---------- DATA TO PROCESS ----------

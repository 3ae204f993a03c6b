//! Client-to-server requests.
//!
//! Inbound frames carry one or more requests back to back, optionally
//! terminated by [`Opcode::End`]. There is no per-message length, so every
//! request must be decoded field by field to find where the next begins.

use bytes::{Buf, Bytes};

use crate::frame::WireReader;
use crate::{AckHandle, BinaryKey, CharId, ObjectId, Opcode, Position, ProtocolError, StageId};

/// A decoded client request.
#[derive(Debug, Clone, PartialEq)]
pub enum Request {
    // -- Connection --
    /// First message on every connection.
    Login {
        ack: AckHandle,
        revision: u16,
        token: String,
    },

    // -- Stage lifecycle and navigation --
    CreateStage {
        ack: AckHandle,
        stage_id: StageId,
        capacity: u16,
    },
    EnterStage {
        ack: AckHandle,
        stage_id: StageId,
    },
    BackStage {
        ack: AckHandle,
    },
    MoveStage {
        ack: AckHandle,
        stage_id: StageId,
    },
    LeaveStage,
    LockStage {
        ack: AckHandle,
    },
    UnlockStage,

    // -- Reservations --
    ReserveStage {
        ack: AckHandle,
        stage_id: StageId,
        ready: u8,
    },
    UnreserveStage,
    SetStagePass {
        password: String,
    },

    // -- Stage binaries --
    SetStageBinary {
        stage_id: StageId,
        key: BinaryKey,
        data: Bytes,
    },
    GetStageBinary {
        ack: AckHandle,
        stage_id: StageId,
        key: BinaryKey,
    },
    WaitStageBinary {
        ack: AckHandle,
        stage_id: StageId,
        key: BinaryKey,
    },
    EnumerateStage {
        ack: AckHandle,
        prefix: String,
    },

    // -- Objects --
    CreateObject {
        ack: AckHandle,
        position: Position,
    },
    PositionObject {
        object_id: ObjectId,
        position: Position,
    },
    DeleteObject {
        object_id: ObjectId,
    },

    // -- User binaries --
    SetUserBinary {
        kind: u8,
        data: Bytes,
    },
    GetUserBinary {
        ack: AckHandle,
        char_id: CharId,
        kind: u8,
    },

    // -- Character data --
    LoadHouse {
        ack: AckHandle,
        char_id: CharId,
    },
    UpdateInterior {
        ack: AckHandle,
        data: Bytes,
    },
    GetMyhouseInfo {
        ack: AckHandle,
    },
    UpdateMyhouseInfo {
        ack: AckHandle,
        data: Bytes,
    },
    LoadDecoMyset {
        ack: AckHandle,
    },
    SaveDecoMyset {
        ack: AckHandle,
        data: Bytes,
    },
    EnumerateHouse {
        ack: AckHandle,
    },
    EnumerateTitle {
        ack: AckHandle,
    },
    AddAchievement {
        achievement_id: u8,
        unk1: u16,
        unk2: u16,
    },
}

impl Request {
    /// Decodes every request in an inbound frame.
    ///
    /// `End` markers are skipped wherever they appear. Decoding stops at the
    /// first error; requests before it are discarded with the rest because
    /// the connection is about to be closed anyway.
    pub fn decode_all(mut data: Bytes) -> Result<Vec<Self>, ProtocolError> {
        let mut requests = Vec::new();
        while data.remaining() >= 2 {
            let raw = data.get_u16();
            let opcode = Opcode::try_from(raw)?;
            if opcode == Opcode::End {
                continue;
            }
            requests.push(Self::decode_one(opcode, &mut data)?);
        }
        if data.has_remaining() {
            return Err(ProtocolError::InvalidMessage(format!(
                "{} trailing byte(s) after last request",
                data.remaining()
            )));
        }
        Ok(requests)
    }

    /// Returns the acknowledgment handle, for requests that expect a reply.
    pub fn ack_handle(&self) -> Option<AckHandle> {
        match self {
            Self::Login { ack, .. }
            | Self::CreateStage { ack, .. }
            | Self::EnterStage { ack, .. }
            | Self::BackStage { ack }
            | Self::MoveStage { ack, .. }
            | Self::LockStage { ack }
            | Self::ReserveStage { ack, .. }
            | Self::GetStageBinary { ack, .. }
            | Self::WaitStageBinary { ack, .. }
            | Self::EnumerateStage { ack, .. }
            | Self::CreateObject { ack, .. }
            | Self::GetUserBinary { ack, .. }
            | Self::LoadHouse { ack, .. }
            | Self::UpdateInterior { ack, .. }
            | Self::GetMyhouseInfo { ack }
            | Self::UpdateMyhouseInfo { ack, .. }
            | Self::LoadDecoMyset { ack }
            | Self::SaveDecoMyset { ack, .. }
            | Self::EnumerateHouse { ack }
            | Self::EnumerateTitle { ack } => Some(*ack),
            Self::LeaveStage
            | Self::UnlockStage
            | Self::UnreserveStage
            | Self::SetStagePass { .. }
            | Self::SetStageBinary { .. }
            | Self::PositionObject { .. }
            | Self::DeleteObject { .. }
            | Self::SetUserBinary { .. }
            | Self::AddAchievement { .. } => None,
        }
    }

    fn decode_one(opcode: Opcode, data: &mut Bytes) -> Result<Self, ProtocolError> {
        let mut r = WireReader::new(data, opcode);
        let request = match opcode {
            Opcode::Login => Self::Login {
                ack: AckHandle(r.u32()?),
                revision: r.u16()?,
                token: r.string()?,
            },
            Opcode::CreateStage => Self::CreateStage {
                ack: AckHandle(r.u32()?),
                capacity: u16::from(r.u8()?),
                stage_id: StageId::new(r.string()?),
            },
            Opcode::EnterStage => Self::EnterStage {
                ack: AckHandle(r.u32()?),
                stage_id: StageId::new(r.string()?),
            },
            Opcode::BackStage => Self::BackStage {
                ack: AckHandle(r.u32()?),
            },
            Opcode::MoveStage => Self::MoveStage {
                ack: AckHandle(r.u32()?),
                stage_id: StageId::new(r.string()?),
            },
            Opcode::LeaveStage => Self::LeaveStage,
            Opcode::LockStage => Self::LockStage {
                ack: AckHandle(r.u32()?),
            },
            Opcode::UnlockStage => Self::UnlockStage,
            Opcode::ReserveStage => Self::ReserveStage {
                ack: AckHandle(r.u32()?),
                ready: r.u8()?,
                stage_id: StageId::new(r.string()?),
            },
            Opcode::UnreserveStage => Self::UnreserveStage,
            Opcode::SetStagePass => Self::SetStagePass {
                password: r.string()?,
            },
            Opcode::SetStageBinary => Self::SetStageBinary {
                key: BinaryKey::new(r.u8()?, r.u8()?),
                stage_id: StageId::new(r.string()?),
                data: r.blob()?,
            },
            Opcode::GetStageBinary => Self::GetStageBinary {
                ack: AckHandle(r.u32()?),
                key: BinaryKey::new(r.u8()?, r.u8()?),
                stage_id: StageId::new(r.string()?),
            },
            Opcode::WaitStageBinary => Self::WaitStageBinary {
                ack: AckHandle(r.u32()?),
                key: BinaryKey::new(r.u8()?, r.u8()?),
                stage_id: StageId::new(r.string()?),
            },
            Opcode::EnumerateStage => Self::EnumerateStage {
                ack: AckHandle(r.u32()?),
                prefix: r.string()?,
            },
            Opcode::CreateObject => Self::CreateObject {
                ack: AckHandle(r.u32()?),
                position: Position::new(r.f32()?, r.f32()?, r.f32()?),
            },
            Opcode::PositionObject => Self::PositionObject {
                object_id: ObjectId(r.u32()?),
                position: Position::new(r.f32()?, r.f32()?, r.f32()?),
            },
            Opcode::DeleteObject => Self::DeleteObject {
                object_id: ObjectId(r.u32()?),
            },
            Opcode::SetUserBinary => Self::SetUserBinary {
                kind: r.u8()?,
                data: r.blob()?,
            },
            Opcode::GetUserBinary => Self::GetUserBinary {
                ack: AckHandle(r.u32()?),
                char_id: CharId(r.u32()?),
                kind: r.u8()?,
            },
            Opcode::LoadHouse => Self::LoadHouse {
                ack: AckHandle(r.u32()?),
                char_id: CharId(r.u32()?),
            },
            Opcode::UpdateInterior => Self::UpdateInterior {
                ack: AckHandle(r.u32()?),
                data: r.blob()?,
            },
            Opcode::GetMyhouseInfo => Self::GetMyhouseInfo {
                ack: AckHandle(r.u32()?),
            },
            Opcode::UpdateMyhouseInfo => Self::UpdateMyhouseInfo {
                ack: AckHandle(r.u32()?),
                data: r.blob()?,
            },
            Opcode::LoadDecoMyset => Self::LoadDecoMyset {
                ack: AckHandle(r.u32()?),
            },
            Opcode::SaveDecoMyset => Self::SaveDecoMyset {
                ack: AckHandle(r.u32()?),
                data: r.blob()?,
            },
            Opcode::EnumerateHouse => Self::EnumerateHouse {
                ack: AckHandle(r.u32()?),
            },
            Opcode::EnumerateTitle => Self::EnumerateTitle {
                ack: AckHandle(r.u32()?),
            },
            Opcode::AddAchievement => Self::AddAchievement {
                achievement_id: r.u8()?,
                unk1: r.u16()?,
                unk2: r.u16()?,
            },
            Opcode::End
            | Opcode::Ack
            | Opcode::StageDestruct
            | Opcode::DuplicateObject
            | Opcode::CleanupObject
            | Opcode::InsertUser
            | Opcode::DeleteUser
            | Opcode::NotifyUserBinary => {
                return Err(ProtocolError::UnexpectedOpcode(opcode.value()));
            }
        };
        Ok(request)
    }
}

#[cfg(test)]
mod tests {
    use bytes::{BufMut, BytesMut};

    use super::*;

    fn put_string(buf: &mut BytesMut, s: &str) {
        buf.put_u8(s.len() as u8 + 1);
        buf.put_slice(s.as_bytes());
        buf.put_u8(0);
    }

    #[test]
    fn test_decode_all_enter_stage() {
        let mut buf = BytesMut::new();
        buf.put_u16(Opcode::EnterStage.value());
        buf.put_u32(77);
        put_string(&mut buf, "sl1Ns200p0a0u0");
        buf.put_u16(Opcode::End.value());

        let requests = Request::decode_all(buf.freeze()).unwrap();

        assert_eq!(
            requests,
            vec![Request::EnterStage {
                ack: AckHandle(77),
                stage_id: StageId::new("sl1Ns200p0a0u0"),
            }]
        );
    }

    #[test]
    fn test_decode_all_multiple_requests_in_one_frame() {
        let mut buf = BytesMut::new();
        buf.put_u16(Opcode::LockStage.value());
        buf.put_u32(1);
        buf.put_u16(Opcode::UnreserveStage.value());
        buf.put_u16(Opcode::SetStageBinary.value());
        buf.put_u8(1);
        buf.put_u8(12);
        put_string(&mut buf, "sl1Qs001p0a0u0");
        buf.put_u16(3);
        buf.put_slice(&[0xAA, 0xBB, 0xCC]);

        let requests = Request::decode_all(buf.freeze()).unwrap();

        assert_eq!(requests.len(), 3);
        assert_eq!(requests[0], Request::LockStage { ack: AckHandle(1) });
        assert_eq!(requests[1], Request::UnreserveStage);
        assert!(matches!(
            &requests[2],
            Request::SetStageBinary { key, data, .. }
                if *key == BinaryKey::new(1, 12) && data.as_ref() == [0xAA, 0xBB, 0xCC]
        ));
    }

    #[test]
    fn test_decode_all_truncated_payload_returns_error() {
        let mut buf = BytesMut::new();
        buf.put_u16(Opcode::CreateObject.value());
        buf.put_u32(1);
        buf.put_f32(1.0);

        let result = Request::decode_all(buf.freeze());
        assert!(matches!(result, Err(ProtocolError::Truncated { .. })));
    }

    #[test]
    fn test_decode_all_server_only_opcode_returns_error() {
        let mut buf = BytesMut::new();
        buf.put_u16(Opcode::Ack.value());

        let result = Request::decode_all(buf.freeze());
        assert!(matches!(result, Err(ProtocolError::UnexpectedOpcode(0x0012))));
    }

    #[test]
    fn test_decode_all_add_achievement_has_no_ack() {
        let mut buf = BytesMut::new();
        buf.put_u16(Opcode::AddAchievement.value());
        buf.put_u8(3);
        buf.put_u16(10);
        buf.put_u16(20);

        let requests = Request::decode_all(buf.freeze()).unwrap();

        assert_eq!(requests[0].ack_handle(), None);
        assert_eq!(
            requests[0],
            Request::AddAchievement { achievement_id: 3, unk1: 10, unk2: 20 }
        );
    }

    #[test]
    fn test_decode_all_enumerate_title_carries_ack() {
        let mut buf = BytesMut::new();
        buf.put_u16(Opcode::EnumerateTitle.value());
        buf.put_u32(0x0A0B_0C0D);
        buf.put_u16(Opcode::EnumerateHouse.value());
        buf.put_u32(2);

        let requests = Request::decode_all(buf.freeze()).unwrap();

        assert_eq!(requests[0], Request::EnumerateTitle { ack: AckHandle(0x0A0B_0C0D) });
        assert_eq!(requests[1].ack_handle(), Some(AckHandle(2)));
    }

    #[test]
    fn test_decode_all_odd_trailing_byte_returns_error() {
        let mut buf = BytesMut::new();
        buf.put_u16(Opcode::UnlockStage.value());
        buf.put_u8(0);

        assert!(Request::decode_all(buf.freeze()).is_err());
    }
}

----------

● EXERCISE: Report how many lines in the data contain the word "ProtocolError", with no words besides the number.

● RESULT OF THE TASK: 7